Ante este éxito, los que controlan la mano, se ponen nerviosos en sus sillones centenarios, en sus mesas de madera republicana, en sus sellos y lápices poderosos, por lo que los levantan y entintan papeles y ordenan con símbolos tricolores, que hombres anónimos de casco, entrenados para la violencia y el combate, hagan callar las voluntades callejeras, a la verdadera opinión pública que los sostiene.
Materialmente su objetivo es silenciar y para eso tienen armas. Primero, su presencia amenazadora, sus guanacos estacionados, los cascos, las lumas que se pavonean en cinturas. Su arma es presencia.
La segunda sale pronto: codazos y empujones que se justifican por “mantener el orden”. Y como la violencia trae más violencia en una escala de eterno ascenso, la provocación sube a los dos lados de la lucha dialéctica.
Todo llega al fin a pestilentes aguas que rayan por segundos la ciudad, cachetean caras desnudas, inspiran manos al aire y a valientes señoras de mentes utópicas que piden con un letrero húmedo el fin de Hidroaysén.
Pero sobretodo, esos chorros dan insolencia y arrojo a jóvenes que sueñan aún con el Che Guevara y sus tácticas . Dicen que están ahí por la causa, para luchar con las armas del choque violento, porque para ellos la lucha violenta es la única forma posible de superar al poderoso. Así lo justifican. Pero tienen un error de posicionamiento. Ellos no luchan contra Hidroaysén. Con su juego, actúan a favor.

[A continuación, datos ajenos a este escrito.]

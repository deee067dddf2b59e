//! 简化的配置管理器
//!
//! 提供统一的配置接口，按 `.env` → 配置文件 → 环境变量 的顺序叠加

use std::path::Path;
use std::time::Duration;

use serde::{Deserialize, Serialize};

use super::constants;
use crate::filter::error::{FilterError, FilterResult};
use crate::filter::pipeline::selector::ExclusionRules;

/// 过滤器配置
#[derive(Debug, Clone, PartialEq, Deserialize, Serialize)]
#[serde(default)]
pub struct FilterConfig {
    // 内容匹配
    pub marker_token: String,
    pub exclude_selectors: Vec<String>,

    // 调度
    pub retry_delay_ms: u64,

    // 远程调用
    pub method_name: String,
    pub exchange_timeout_secs: Option<u64>,
    pub requeue_on_failure: bool,

    // AJAX 端点
    pub wwwroot: Option<String>,
    pub sesskey: Option<String>,
}

impl Default for FilterConfig {
    fn default() -> Self {
        Self {
            marker_token: constants::DEFAULT_MARKER_TOKEN.to_string(),
            exclude_selectors: constants::EXCLUDE_SELECTORS
                .iter()
                .map(|s| s.to_string())
                .collect(),
            retry_delay_ms: constants::DEFAULT_RETRY_DELAY.as_millis() as u64,
            method_name: constants::DEFAULT_METHOD_NAME.to_string(),
            exchange_timeout_secs: None,
            requeue_on_failure: false,
            wwwroot: None,
            sesskey: None,
        }
    }
}

impl FilterConfig {
    pub fn retry_delay(&self) -> Duration {
        Duration::from_millis(self.retry_delay_ms)
    }

    pub fn exchange_timeout(&self) -> Option<Duration> {
        self.exchange_timeout_secs.map(Duration::from_secs)
    }

    /// 解析排除选择器
    pub fn exclusion_rules(&self) -> FilterResult<ExclusionRules> {
        ExclusionRules::parse_list(&self.exclude_selectors)
    }

    /// 验证配置
    pub fn validate(&self) -> FilterResult<()> {
        if self.marker_token.trim().is_empty() {
            return Err(FilterError::ConfigError("标记词不能为空".to_string()));
        }

        if self.retry_delay_ms == 0 {
            return Err(FilterError::ConfigError("重试间隔必须大于0".to_string()));
        }

        if self.method_name.trim().is_empty() {
            return Err(FilterError::ConfigError("远程方法名不能为空".to_string()));
        }

        if self.exchange_timeout_secs == Some(0) {
            return Err(FilterError::ConfigError("超时时间必须大于0".to_string()));
        }

        self.exclusion_rules()
            .map_err(|e| FilterError::ConfigError(format!("exclude_selectors: {}", e)))?;

        Ok(())
    }

    /// 应用环境变量覆盖
    pub fn apply_env_overrides(&mut self) -> FilterResult<()> {
        use crate::env::{ajax, filter, EnvVar};

        if let Some(token) = filter::MarkerToken::get_set() {
            self.marker_token = token?;
        }

        if let Some(delay) = filter::RetryDelay::get_set() {
            self.retry_delay_ms = delay?.as_millis() as u64;
        }

        if let Some(timeout) = filter::ExchangeTimeout::get_set() {
            self.exchange_timeout_secs = Some(timeout?.as_secs());
        }

        if let Some(requeue) = filter::RequeueOnFailure::get_set() {
            self.requeue_on_failure = requeue?;
        }

        if let Some(method) = filter::MethodName::get_set() {
            self.method_name = method?;
        }

        if let Some(wwwroot) = ajax::WwwRoot::get_set() {
            self.wwwroot = Some(wwwroot?);
        }

        if let Some(sesskey) = ajax::SessKey::get_set() {
            self.sesskey = Some(sesskey?);
        }

        Ok(())
    }
}

/// 配置管理器
#[derive(Debug, Clone)]
pub struct ConfigManager {
    config: FilterConfig,
}

impl ConfigManager {
    /// 按默认搜索路径加载配置
    pub fn new() -> FilterResult<Self> {
        Self::load_dotenv();

        let mut config = Self::load_config()?;
        config.apply_env_overrides()?;
        config.validate()?;

        Ok(Self { config })
    }

    /// 从指定文件加载，再叠加环境变量
    pub fn from_file<P: AsRef<Path>>(path: P) -> FilterResult<Self> {
        let mut config = Self::load_from_file(path.as_ref())?;
        config.apply_env_overrides()?;
        config.validate()?;

        Ok(Self { config })
    }

    pub fn config(&self) -> &FilterConfig {
        &self.config
    }

    pub fn into_config(self) -> FilterConfig {
        self.config
    }

    fn load_config() -> FilterResult<FilterConfig> {
        for path in constants::CONFIG_PATHS {
            let expanded_path = shellexpand::tilde(path);
            let candidate = Path::new(expanded_path.as_ref());
            if candidate.exists() {
                tracing::info!("加载配置文件: {}", expanded_path);
                return Self::load_from_file(candidate);
            }
        }

        tracing::debug!("未找到配置文件，使用默认配置");
        Ok(FilterConfig::default())
    }

    /// 从指定文件加载配置，`.json` 按 JSON 解析，其余按 TOML
    fn load_from_file(path: &Path) -> FilterResult<FilterConfig> {
        let content = std::fs::read_to_string(path).map_err(|e| {
            FilterError::ConfigError(format!("读取配置文件失败 {}: {}", path.display(), e))
        })?;

        let is_json = path
            .extension()
            .is_some_and(|ext| ext.eq_ignore_ascii_case("json"));

        if is_json {
            serde_json::from_str(&content)
                .map_err(|e| FilterError::ConfigError(format!("解析JSON配置失败: {}", e)))
        } else {
            toml::from_str(&content)
                .map_err(|e| FilterError::ConfigError(format!("解析TOML配置失败: {}", e)))
        }
    }

    /// 加载 .env 文件
    fn load_dotenv() {
        for env_file in constants::ENV_FILES {
            if Path::new(env_file).exists() && dotenv::from_filename(env_file).is_ok() {
                tracing::info!("已加载环境变量文件: {}", env_file);
                break;
            }
        }
    }

    /// 生成示例配置文件
    pub fn generate_example_config<P: AsRef<Path>>(path: P) -> FilterResult<()> {
        let content = toml::to_string_pretty(&FilterConfig::default())
            .map_err(|e| FilterError::ConfigError(format!("序列化配置失败: {}", e)))?;

        std::fs::write(path, content)
            .map_err(|e| FilterError::ConfigError(format!("写入配置文件失败: {}", e)))?;

        Ok(())
    }
}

Son el peor enemigo de la causa. Irónicamente, no están de verde, ni enajenados por la violencia de su poder legitimado. Aparecen en pocos segundos con su cara cubierta, escondidos entre organizadores, destrozando los mismos espacios que necesitan, con peñascos que les rebotan en el guanaco en una lección con fuerte carga simbólica.
En esa mente alterada, cegada por la rabia, hay imágenes religiosas que inspiran su acción: estampitas rojas y guerrilleras. Atrás de todas, el filósofo aún innombrable en tiempos de la nueva religión que flota como beato gigante sobre ellos.
¿Qué dice ese culto que los anima? Que no hay forma de superar al poderoso sino por la via violenta. Que así se ha escrito la historia siempre, con la lucha material. Pero al decirlo, caen en el error propio de la ilusión ideológica que todo lo invierte.
Ponen a la via violenta fuera de esa historia que buscan explicar. Inalterable con los años, fuera del tacto y del olor humano, como si la historia misma no fuera hecha por los hombres. La ponen en un panteón que adoran, en un lugar sacro, intocable, un dios menor, un fetiche.
No consideran que la historia cambia su propia lógica con el tiempo. Así, si en otras épocas las revoluciones fueron exitosas porque necesitaron de fuerza física y violenta, el siglo XX fue abundante en casos que la no violencia activa fue mucho más efectiva. Casos sobran: la independencia de la India, los derechos civiles en Estados Unidos, el voto de la mujer o el fin de la Guerra de Vietnam que no puede explicarse sin la presión de la sociedad civil en las calles.
Por el contrario, la via violenta fracasó por todas partes donde se quiso instalar. Fracasó porque tuvo que luchar con las mismas armas poderosas de los ya poderosos y ante las cuales siempre fueron más débiles. O fracasó porque simplemente reprodujo en su interior las mismas relaciones de dominio de los sistemas que quiso superar. Se derrumbaron en su interior.
La via violenta terminó siempre derrotada por quienes buscan mantener las estructuras que les son funcionales. La violencia así restó nuevos compromisos, dividió fuerzas, deslegitimó las causas públicamente, atrasó los relojes.
La no violencia activa que se empuña gentilmente tras las manifestaciones de hoy, no es pasividad, ni simple pacifismo estéril. Por el contrario es acción real y concreta que busca remecer a quien tiene el monopolio de la fuerza, con una fuerza distinta a la de su adversario. Habla en otra lengua.
Un sitting , una huelga de brazos caídos, masivas marchas pacíficas multitudinarias que detienen la ciudad. Todas ellas han resultado ser infinitamente más efectivas que esos pocos que rompen kioskos de otros trabajadores. Esta es la fuerza y el ejemplo que se eleva hoy desde Europa, en Madrid, Islandia y el Medio Oriente.
Es la via de Tolstoi, de Gandhi, de Luther King, de Silo, de Lennon, de parte del anarquismo español, y de muchos otros. El mundo de esos devotos ha cambiado, pero arrastran aún el paisaje de quien vivía sólo entre máquinas y el capital industrial del siglo XIX. Ese que aún no veía a la sociedad civil coordinada por estructuras no jerárquicas y electrónicas.